§ **Your assignment**
Using the listing below, say how many lines have the string "usize" in them, giving the number alone.

*** Begin section ***

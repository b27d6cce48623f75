use std::sync::{Mutex, MutexGuard, PoisonError};

use chrono::{DateTime, Utc};
use tracing::info;

use crate::{
    error::Error,
    helpers::mask_endpoint,
    model::{Subscription, SubscriptionSummary},
    types::SubscriptionData,
};

/// In-memory subscription registry.
///
/// Records keep insertion order. Every mutation goes through the single
/// mutex; callers never hold it across an `.await`.
#[derive(Debug, Default)]
pub struct SubscriptionRegistry {
    inner: Mutex<Inner>,
}

#[derive(Debug, Default)]
struct Inner {
    items: Vec<Subscription>,
    next_id: u64,
}

impl SubscriptionRegistry {
    pub fn new() -> SubscriptionRegistry {
        SubscriptionRegistry::default()
    }

    fn lock(&self) -> MutexGuard<'_, Inner> {
        self.inner.lock().unwrap_or_else(PoisonError::into_inner)
    }

    /// Inserts a subscription or replaces the record with the same endpoint
    /// in place. Returns the record id and the new total.
    pub fn upsert(
        &self,
        subscription: SubscriptionData,
        expiration: Option<DateTime<Utc>>,
    ) -> Result<(u64, usize), Error> {
        let endpoint = match subscription.endpoint {
            Some(endpoint) if !endpoint.trim().is_empty() => endpoint,
            _ => return Err(Error::InvalidSubscription),
        };

        let mut inner = self.lock();

        if let Some(item) =
            inner.items.iter_mut().find(|item| item.endpoint == endpoint)
        {
            item.keys = subscription.keys;
            item.expiration = expiration;
            let id = item.id;
            info!("Subscription updated: {}", endpoint);
            return Ok((id, inner.items.len()));
        }

        let id = inner.next_id;
        inner.next_id += 1;
        info!("New subscription added: {}", endpoint);
        inner.items.push(Subscription {
            id,
            endpoint,
            keys: subscription.keys,
            expiration,
        });

        Ok((id, inner.items.len()))
    }

    pub fn list(&self) -> Vec<SubscriptionSummary> {
        self.lock()
            .items
            .iter()
            .map(|item| SubscriptionSummary {
                id: item.id,
                endpoint: mask_endpoint(&item.endpoint),
                keys: item.keys.is_some(),
            })
            .collect()
    }

    /// Removes the record at `position`; later positions shift down.
    pub fn remove_at(&self, position: usize) -> Result<usize, Error> {
        let mut inner = self.lock();

        if position >= inner.items.len() {
            return Err(Error::NotFound(String::from(
                "Subscription not found",
            )));
        }

        let item = inner.items.remove(position);
        info!("Subscription removed: {}", item.endpoint);

        Ok(inner.items.len())
    }

    /// Removes the record with the given id.
    pub fn remove(&self, id: u64) -> Result<usize, Error> {
        let mut inner = self.lock();

        let position = inner
            .items
            .iter()
            .position(|item| item.id == id)
            .ok_or_else(|| {
                Error::NotFound(String::from("Subscription not found"))
            })?;

        let item = inner.items.remove(position);
        info!("Subscription removed: {}", item.endpoint);

        Ok(inner.items.len())
    }

    pub fn snapshot(&self) -> Vec<Subscription> {
        self.lock().items.clone()
    }

    /// Drops the given records in one pass. A record is dropped only if it
    /// is still stored exactly as in `gone`; an entry updated after the
    /// snapshot was taken stays.
    pub fn prune(&self, gone: &[Subscription]) -> usize {
        if gone.is_empty() {
            return 0;
        }

        let mut inner = self.lock();
        let before = inner.items.len();
        inner.items.retain(|item| !gone.contains(item));

        before - inner.items.len()
    }

    pub fn len(&self) -> usize {
        self.lock().items.len()
    }

    pub fn is_empty(&self) -> bool {
        self.lock().items.is_empty()
    }
}

#[cfg(test)]
mod tests {
    use serde_json::json;

    use super::*;

    fn data(endpoint: &str, auth: &str) -> SubscriptionData {
        SubscriptionData {
            endpoint: Some(endpoint.to_string()),
            expiration_time: None,
            keys: Some(json!({"p256dh": "p256dh", "auth": auth})),
        }
    }

    fn endpoints(registry: &SubscriptionRegistry) -> Vec<String> {
        registry
            .snapshot()
            .into_iter()
            .map(|item| item.endpoint)
            .collect()
    }

    #[test]
    fn test_upsert_same_endpoint_updates_in_place() {
        let registry = SubscriptionRegistry::new();

        let (first_id, total) = registry.upsert(data("A", "old"), None).unwrap();
        assert_eq!(total, 1);
        registry.upsert(data("B", "b"), None).unwrap();

        let (id, total) = registry.upsert(data("A", "new"), None).unwrap();
        assert_eq!(total, 2);
        assert_eq!(id, first_id);

        let stored = registry.snapshot();
        assert_eq!(stored[0].endpoint, "A");
        assert_eq!(stored[0].keys.as_ref().unwrap()["auth"], "new");
    }

    #[test]
    fn test_upsert_distinct_endpoints_appends() {
        let registry = SubscriptionRegistry::new();

        registry.upsert(data("A", "a"), None).unwrap();
        let (_, total) = registry.upsert(data("B", "b"), None).unwrap();

        assert_eq!(total, 2);
        assert_eq!(endpoints(&registry), vec!["A", "B"]);
    }

    #[test]
    fn test_upsert_rejects_missing_or_empty_endpoint() {
        let registry = SubscriptionRegistry::new();

        let mut missing = data("A", "a");
        missing.endpoint = None;
        assert!(matches!(
            registry.upsert(missing, None),
            Err(Error::InvalidSubscription)
        ));
        assert!(matches!(
            registry.upsert(data("  ", "a"), None),
            Err(Error::InvalidSubscription)
        ));
        assert!(registry.is_empty());
    }

    #[test]
    fn test_remove_at_out_of_range() {
        let registry = SubscriptionRegistry::new();
        registry.upsert(data("A", "a"), None).unwrap();

        assert!(matches!(registry.remove_at(1), Err(Error::NotFound(_))));
        assert!(matches!(registry.remove_at(usize::MAX), Err(Error::NotFound(_))));
        assert_eq!(registry.len(), 1);
    }

    #[test]
    fn test_remove_at_shifts_positions() {
        let registry = SubscriptionRegistry::new();
        for endpoint in ["A", "B", "C"] {
            registry.upsert(data(endpoint, "k"), None).unwrap();
        }

        assert_eq!(registry.remove_at(0).unwrap(), 2);
        assert_eq!(endpoints(&registry), vec!["B", "C"]);
    }

    #[test]
    fn test_remove_by_id_is_stable() {
        let registry = SubscriptionRegistry::new();
        let (a, _) = registry.upsert(data("A", "k"), None).unwrap();
        let (b, _) = registry.upsert(data("B", "k"), None).unwrap();
        let (c, _) = registry.upsert(data("C", "k"), None).unwrap();

        assert_eq!(registry.remove(a).unwrap(), 2);
        assert_eq!(registry.remove(c).unwrap(), 1);
        assert!(matches!(registry.remove(a), Err(Error::NotFound(_))));
        assert_eq!(registry.snapshot()[0].id, b);
    }

    #[test]
    fn test_resubscribe_after_removal_gets_fresh_id() {
        let registry = SubscriptionRegistry::new();
        let (a, _) = registry.upsert(data("A", "k"), None).unwrap();
        registry.remove(a).unwrap();

        let (again, _) = registry.upsert(data("A", "k"), None).unwrap();
        assert_ne!(again, a);
    }

    #[test]
    fn test_list_masks_endpoint_and_reports_keys() {
        let registry = SubscriptionRegistry::new();
        let long = format!("https://push.example.com/{}", "x".repeat(80));
        registry.upsert(data(&long, "k"), None).unwrap();

        let mut without_keys = data("short", "k");
        without_keys.keys = None;
        registry.upsert(without_keys, None).unwrap();

        let list = registry.list();
        assert_eq!(list.len(), 2);
        assert_eq!(list[0].endpoint, format!("{}...", &long[..50]));
        assert!(list[0].keys);
        assert_eq!(list[1].endpoint, "short...");
        assert!(!list[1].keys);
    }

    #[test]
    fn test_prune_preserves_survivor_order() {
        let registry = SubscriptionRegistry::new();
        for endpoint in ["A", "B", "C", "D"] {
            registry.upsert(data(endpoint, "k"), None).unwrap();
        }

        let gone: Vec<Subscription> = registry
            .snapshot()
            .into_iter()
            .filter(|item| item.endpoint == "B" || item.endpoint == "D")
            .collect();

        assert_eq!(registry.prune(&gone), 2);
        assert_eq!(endpoints(&registry), vec!["A", "C"]);
    }

    #[test]
    fn test_prune_keeps_record_updated_after_snapshot() {
        let registry = SubscriptionRegistry::new();
        registry.upsert(data("A", "old"), None).unwrap();
        let snapshot = registry.snapshot();

        registry.upsert(data("A", "fresh"), None).unwrap();

        assert_eq!(registry.prune(&snapshot), 0);
        assert_eq!(registry.len(), 1);
    }
}
mod http;

pub use http::HTTP;
use actix_cors::Cors;
use actix_files::Files;
use actix_web::{
    dev::Server, error::InternalError, http::header, middleware, web, App,
    HttpResponse, HttpServer,
};

use crate::{
    configuration::{AppState, State},
    controller::{misc, send_notification, subscribe},
    error::Error,
};

const JSON_LIMIT: usize = 16 * 1024;

pub async fn server_task(app_state: &AppState<State>) -> Result<(), Error> {
    let app = app_state.clone();
    tokio::spawn(async move {
        let server = init_server(app)?;
        server.await?;
        Ok(())
    })
    .await?
}

/// Registers the `/api` routes and their shared state.
pub fn configure(
    app_state: AppState<State>,
) -> impl Fn(&mut web::ServiceConfig) {
    move |cfg: &mut web::ServiceConfig| {
        cfg.app_data(web::Data::new(app_state.clone()))
            .app_data(json_config())
            .service(
                web::scope("/api")
                    .service(misc::vapid_public_key)
                    .service(misc::version)
                    .service(subscribe::post_index)
                    .service(subscribe::list)
                    .service(subscribe::delete_index)
                    .service(send_notification::index),
            );
    }
}

fn json_config() -> web::JsonConfig {
    web::JsonConfig::default()
        .limit(JSON_LIMIT)
        .error_handler(|err, _req| {
            let body = serde_json::json!({
                "error": err.to_string(),
                "status": 400,
            });
            InternalError::from_response(
                err,
                HttpResponse::BadRequest().json(body),
            )
            .into()
        })
}

fn init_server(app_state: AppState<State>) -> Result<Server, Error> {
    let host = app_state.config.server_host.to_owned();
    let port = app_state.config.port;

    let server = HttpServer::new(move || {
        let app = app_state.clone();
        let static_dir = app_state.config.static_dir.to_owned();
        let allowed_cors = String::from("*");
        let cors_access_all =
            app.config.allowed_origins.contains(&allowed_cors);
        let cors = Cors::default()
            .allowed_origin_fn(move |origin, _| {
                if cors_access_all {
                    return true;
                }
                let allowed = &app.config.allowed_origins;
                if let Ok(origin) = origin.to_str() {
                    return allowed.contains(&origin.to_owned());
                }
                false
            })
            .allowed_methods(vec!["GET", "POST", "DELETE"])
            .allowed_headers(vec![header::AUTHORIZATION, header::ACCEPT])
            .allowed_header(header::CONTENT_TYPE);

        App::new()
            .wrap(cors)
            .wrap(middleware::Compress::default())
            .configure(configure(app_state.clone()))
            .configure(|cfg| {
                if let Some(dir) = static_dir {
                    cfg.service(Files::new("/", dir).index_file("index.html"));
                }
            })
    })
    .bind((host.to_owned(), port))?
    .run();

    tracing::info!("Server is running on http://{}:{}", host, port);

    Ok(server)
}
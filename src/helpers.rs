const MASKED_ENDPOINT_LENGTH: usize = 50;

/// Shortens an endpoint for display so listings do not leak full push URLs.
pub fn mask_endpoint(endpoint: &str) -> String {
    let mut masked: String =
        endpoint.chars().take(MASKED_ENDPOINT_LENGTH).collect();
    masked.push_str("...");
    masked
}

pub fn parse_list(value: &str) -> Vec<String> {
    value
        .split(',')
        .map(|item| item.trim().to_owned())
        .filter(|item| !item.is_empty())
        .collect()
}
//! CLI module for the relay
//!
//! Runs the HTTP server or manages the VAPID key without starting it.

use clap::{Parser, Subcommand};

use crate::{
    configuration::{get_configuration, set_configuration, Config},
    error::Error,
    vapid::VapidKeys,
};

/// Web push notification relay
#[derive(Parser)]
#[command(name = "push-relay")]
#[command(about = "Web push notification relay", long_about = None)]
#[command(version)]
pub struct Cli {
    #[command(subcommand)]
    pub command: Option<Commands>,
}

#[derive(Subcommand)]
pub enum Commands {
    /// Run the HTTP server (default if no command specified)
    Serve,

    /// Generate a VAPID key pair at the configured path
    GenerateKeys {
        /// Replace an existing key. Browsers subscribed with the old key
        /// stop receiving notifications.
        #[arg(long)]
        force: bool,
    },
}

/// Initialize configuration and return Config
pub fn init_config() -> Result<Config, Error> {
    set_configuration()?;
    get_configuration()
}

pub fn run_generate_keys(force: bool) -> Result<(), Error> {
    let config = init_config()?;
    let path = &config.vapid_private_key;

    if path.exists() && !force {
        return Err(Error::ConfigurationError(format!(
            "VAPID key already exists at {}, use --force to replace it",
            path.display()
        )));
    }

    let keys = VapidKeys::generate()?;
    keys.write(path)?;
    tracing::info!("VAPID public key: {}", keys.public_key());

    Ok(())
}
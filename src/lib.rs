pub mod cli;
pub mod configuration;
pub mod controller;
pub mod dao;
pub mod error;
pub mod handler;
pub mod helpers;
pub mod model;
pub mod provider;
pub mod push;
pub mod server;
pub mod types;
pub mod vapid;
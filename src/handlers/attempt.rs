// src/handlers/attempt.rs
//
// Attempt lifecycle: start, answer, submit, grade, statistics. An
// attempt's score is the sum of its answers' scores. Timed quizzes are
// enforced lazily: any touch of an expired in-progress attempt finalizes
// it as timed_out with whatever was answered before the deadline.

use std::collections::HashSet;

use axum::{
    Extension, Json,
    extract::{Path, State},
    http::StatusCode,
    response::IntoResponse,
};
use chrono::{TimeDelta, Utc};
use sqlx::{PgPool, Postgres, Transaction};

use crate::{
    error::{AppError, is_unique_violation},
    handlers::quiz::fetch_quiz_with_owner,
    models::quiz::{
        Answer, AnswerResponse, AttemptDetail, GradeAnswerRequest, Question, Quiz, QuizAttempt,
        RecentAttempt, StudentPerformance, SubmitAnswerRequest,
    },
    policy::{self, QuizAccess, Role},
    scoring::{self, QuestionType},
    stats::{
        self, AnswerCountRow, AttemptStatRow, ChoiceStatRow, QuestionStatRow, STATUS_COMPLETED,
        STATUS_IN_PROGRESS, STATUS_TIMED_OUT,
    },
    utils::jwt::Claims,
};

const ATTEMPT_COLUMNS: &str =
    "id, user_id, quiz_id, attempt_number, status, start_time, end_time, score, passed";

fn round2(x: f64) -> f64 {
    (x * 100.0).round() / 100.0
}

async fn fetch_attempt(pool: &PgPool, id: i64) -> Result<QuizAttempt, AppError> {
    sqlx::query_as::<_, QuizAttempt>(&format!(
        "SELECT {ATTEMPT_COLUMNS} FROM quiz_attempts WHERE id = $1"
    ))
    .bind(id)
    .fetch_optional(pool)
    .await?
    .ok_or(AppError::NotFound("Attempt not found".to_string()))
}

fn attempt_deadline(attempt: &QuizAttempt, quiz: &Quiz) -> Option<chrono::DateTime<Utc>> {
    if quiz.time_limit_minutes > 0 {
        Some(attempt.start_time + TimeDelta::minutes(quiz.time_limit_minutes as i64))
    } else {
        None
    }
}

/// Totals the attempt's stored answer scores. An attempt with no
/// answers scores zero.
async fn compute_attempt_score(
    tx: &mut Transaction<'_, Postgres>,
    attempt_id: i64,
) -> Result<f64, AppError> {
    let earned: Option<f64> =
        sqlx::query_scalar("SELECT SUM(score) FROM answers WHERE attempt_id = $1")
            .bind(attempt_id)
            .fetch_one(&mut **tx)
            .await?;

    Ok(round2(earned.unwrap_or(0.0)))
}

*** End section ***

§ **Exercise response**
8